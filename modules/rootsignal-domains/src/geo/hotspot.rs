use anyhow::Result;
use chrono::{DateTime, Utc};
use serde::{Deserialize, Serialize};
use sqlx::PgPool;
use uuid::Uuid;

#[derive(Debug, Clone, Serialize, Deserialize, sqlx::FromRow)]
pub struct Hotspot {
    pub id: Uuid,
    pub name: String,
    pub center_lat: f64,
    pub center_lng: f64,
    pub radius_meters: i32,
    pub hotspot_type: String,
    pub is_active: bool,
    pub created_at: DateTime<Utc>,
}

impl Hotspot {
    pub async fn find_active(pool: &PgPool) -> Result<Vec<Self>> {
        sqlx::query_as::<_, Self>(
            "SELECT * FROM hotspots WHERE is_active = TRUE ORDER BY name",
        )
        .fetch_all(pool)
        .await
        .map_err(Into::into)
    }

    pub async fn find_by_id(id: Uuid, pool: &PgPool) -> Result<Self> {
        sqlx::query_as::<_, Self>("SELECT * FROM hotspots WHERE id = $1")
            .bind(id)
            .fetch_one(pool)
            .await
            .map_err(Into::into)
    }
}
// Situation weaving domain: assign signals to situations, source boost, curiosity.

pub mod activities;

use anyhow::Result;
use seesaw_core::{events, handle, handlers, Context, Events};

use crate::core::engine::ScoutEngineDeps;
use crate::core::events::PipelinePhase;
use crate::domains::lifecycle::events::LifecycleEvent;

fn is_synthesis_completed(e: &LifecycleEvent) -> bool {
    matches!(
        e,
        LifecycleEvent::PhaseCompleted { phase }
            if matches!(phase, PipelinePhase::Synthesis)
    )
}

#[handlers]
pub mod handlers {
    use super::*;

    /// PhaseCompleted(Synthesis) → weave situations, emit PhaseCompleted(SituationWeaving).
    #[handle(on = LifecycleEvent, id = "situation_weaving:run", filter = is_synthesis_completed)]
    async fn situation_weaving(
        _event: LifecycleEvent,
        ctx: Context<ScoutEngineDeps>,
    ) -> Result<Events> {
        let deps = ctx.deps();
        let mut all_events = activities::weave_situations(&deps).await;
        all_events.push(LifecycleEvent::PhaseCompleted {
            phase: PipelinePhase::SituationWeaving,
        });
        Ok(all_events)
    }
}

──────

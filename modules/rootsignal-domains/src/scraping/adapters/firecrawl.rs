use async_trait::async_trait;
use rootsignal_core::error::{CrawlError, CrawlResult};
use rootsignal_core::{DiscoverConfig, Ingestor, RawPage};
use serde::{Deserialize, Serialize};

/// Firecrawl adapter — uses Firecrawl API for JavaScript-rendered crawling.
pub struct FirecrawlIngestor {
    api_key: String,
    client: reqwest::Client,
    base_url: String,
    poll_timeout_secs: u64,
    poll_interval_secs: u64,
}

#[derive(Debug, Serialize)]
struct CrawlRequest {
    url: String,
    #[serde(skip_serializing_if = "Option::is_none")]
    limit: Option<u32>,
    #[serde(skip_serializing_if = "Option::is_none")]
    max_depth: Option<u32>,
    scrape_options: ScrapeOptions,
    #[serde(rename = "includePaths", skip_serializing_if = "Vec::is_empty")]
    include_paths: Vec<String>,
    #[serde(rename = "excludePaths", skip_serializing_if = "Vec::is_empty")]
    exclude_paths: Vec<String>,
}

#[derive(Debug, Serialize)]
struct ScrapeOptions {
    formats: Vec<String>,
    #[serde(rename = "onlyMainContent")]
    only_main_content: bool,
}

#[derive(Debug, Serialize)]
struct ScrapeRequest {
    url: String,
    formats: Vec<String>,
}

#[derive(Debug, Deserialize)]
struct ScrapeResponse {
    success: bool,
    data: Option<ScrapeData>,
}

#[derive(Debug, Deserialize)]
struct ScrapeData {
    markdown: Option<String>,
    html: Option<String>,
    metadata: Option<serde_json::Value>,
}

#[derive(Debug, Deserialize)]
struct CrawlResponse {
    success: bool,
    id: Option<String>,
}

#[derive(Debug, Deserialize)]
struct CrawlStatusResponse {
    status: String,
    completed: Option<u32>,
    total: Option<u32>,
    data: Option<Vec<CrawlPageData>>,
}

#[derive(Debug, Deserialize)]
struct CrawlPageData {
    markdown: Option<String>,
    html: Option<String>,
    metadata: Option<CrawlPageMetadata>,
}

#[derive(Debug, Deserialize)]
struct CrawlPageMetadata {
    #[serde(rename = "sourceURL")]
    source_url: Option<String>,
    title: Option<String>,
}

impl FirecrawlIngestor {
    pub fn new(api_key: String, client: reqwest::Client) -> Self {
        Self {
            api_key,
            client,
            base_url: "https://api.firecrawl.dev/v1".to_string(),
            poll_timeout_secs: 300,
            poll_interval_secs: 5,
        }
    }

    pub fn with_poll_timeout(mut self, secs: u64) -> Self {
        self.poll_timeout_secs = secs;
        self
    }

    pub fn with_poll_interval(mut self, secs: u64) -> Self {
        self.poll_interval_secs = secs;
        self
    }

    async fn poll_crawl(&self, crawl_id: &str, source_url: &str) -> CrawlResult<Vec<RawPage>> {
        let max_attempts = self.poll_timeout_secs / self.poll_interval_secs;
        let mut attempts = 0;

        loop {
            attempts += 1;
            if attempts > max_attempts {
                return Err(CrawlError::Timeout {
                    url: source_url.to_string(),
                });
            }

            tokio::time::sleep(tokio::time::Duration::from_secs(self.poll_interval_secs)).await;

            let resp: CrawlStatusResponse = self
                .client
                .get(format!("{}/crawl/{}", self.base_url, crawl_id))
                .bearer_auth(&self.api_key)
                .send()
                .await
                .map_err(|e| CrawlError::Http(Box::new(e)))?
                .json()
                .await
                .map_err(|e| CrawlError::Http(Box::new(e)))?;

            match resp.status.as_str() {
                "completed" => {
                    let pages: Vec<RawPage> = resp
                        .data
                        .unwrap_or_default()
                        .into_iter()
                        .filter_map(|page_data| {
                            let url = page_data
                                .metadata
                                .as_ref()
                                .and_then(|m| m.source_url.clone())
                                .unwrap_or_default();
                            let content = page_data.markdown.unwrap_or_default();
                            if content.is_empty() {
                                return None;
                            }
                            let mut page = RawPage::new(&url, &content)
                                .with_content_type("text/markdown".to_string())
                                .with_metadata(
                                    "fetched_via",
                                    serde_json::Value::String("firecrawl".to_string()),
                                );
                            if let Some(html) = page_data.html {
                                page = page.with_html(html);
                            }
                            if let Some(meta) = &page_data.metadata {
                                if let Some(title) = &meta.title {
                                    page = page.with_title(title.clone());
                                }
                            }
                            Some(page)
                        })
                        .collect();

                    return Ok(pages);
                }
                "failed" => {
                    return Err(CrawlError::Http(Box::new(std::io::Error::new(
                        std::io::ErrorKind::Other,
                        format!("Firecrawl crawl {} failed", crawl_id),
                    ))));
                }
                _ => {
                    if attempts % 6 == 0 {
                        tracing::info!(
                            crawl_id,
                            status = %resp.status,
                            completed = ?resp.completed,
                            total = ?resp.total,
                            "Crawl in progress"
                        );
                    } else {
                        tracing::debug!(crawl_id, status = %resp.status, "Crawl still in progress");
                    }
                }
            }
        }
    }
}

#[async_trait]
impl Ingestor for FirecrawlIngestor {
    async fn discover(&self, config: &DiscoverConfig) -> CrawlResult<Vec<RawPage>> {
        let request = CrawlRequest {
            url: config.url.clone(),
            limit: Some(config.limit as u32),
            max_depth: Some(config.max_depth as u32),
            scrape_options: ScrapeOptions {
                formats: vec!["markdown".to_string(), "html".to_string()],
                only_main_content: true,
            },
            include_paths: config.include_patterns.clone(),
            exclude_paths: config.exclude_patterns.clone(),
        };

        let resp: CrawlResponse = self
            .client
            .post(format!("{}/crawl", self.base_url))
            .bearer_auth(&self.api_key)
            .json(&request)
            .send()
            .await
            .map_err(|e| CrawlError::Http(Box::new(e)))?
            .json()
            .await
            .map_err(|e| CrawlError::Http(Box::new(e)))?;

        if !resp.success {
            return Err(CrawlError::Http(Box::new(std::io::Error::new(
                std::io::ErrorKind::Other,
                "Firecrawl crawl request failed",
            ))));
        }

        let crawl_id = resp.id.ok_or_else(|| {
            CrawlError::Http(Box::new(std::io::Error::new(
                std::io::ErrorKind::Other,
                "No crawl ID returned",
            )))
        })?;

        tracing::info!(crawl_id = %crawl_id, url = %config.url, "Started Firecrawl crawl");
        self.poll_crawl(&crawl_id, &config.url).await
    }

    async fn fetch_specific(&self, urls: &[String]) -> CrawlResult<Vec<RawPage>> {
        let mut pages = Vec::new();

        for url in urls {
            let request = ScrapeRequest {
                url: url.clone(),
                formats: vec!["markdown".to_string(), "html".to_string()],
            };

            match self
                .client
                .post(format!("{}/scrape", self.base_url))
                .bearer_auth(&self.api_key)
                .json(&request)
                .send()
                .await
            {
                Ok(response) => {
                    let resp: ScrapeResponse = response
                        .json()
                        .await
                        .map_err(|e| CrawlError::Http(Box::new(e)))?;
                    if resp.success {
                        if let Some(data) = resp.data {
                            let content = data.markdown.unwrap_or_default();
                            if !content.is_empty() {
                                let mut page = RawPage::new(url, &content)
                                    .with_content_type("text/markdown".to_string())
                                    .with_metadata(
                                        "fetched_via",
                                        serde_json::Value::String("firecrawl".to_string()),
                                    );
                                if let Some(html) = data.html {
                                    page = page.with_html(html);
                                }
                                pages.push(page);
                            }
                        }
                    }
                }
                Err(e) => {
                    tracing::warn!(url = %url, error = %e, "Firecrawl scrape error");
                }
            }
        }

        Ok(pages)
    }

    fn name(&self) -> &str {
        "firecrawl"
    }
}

──────

## Exercise objective
The answer must be every line from the records above that contains the word "DiscoverConfig", copied out.

## Response to this exercise
use rootsignal_core::{DiscoverConfig, Ingestor, RawPage};
    async fn discover(&self, config: &DiscoverConfig) -> CrawlResult<Vec<RawPage>> {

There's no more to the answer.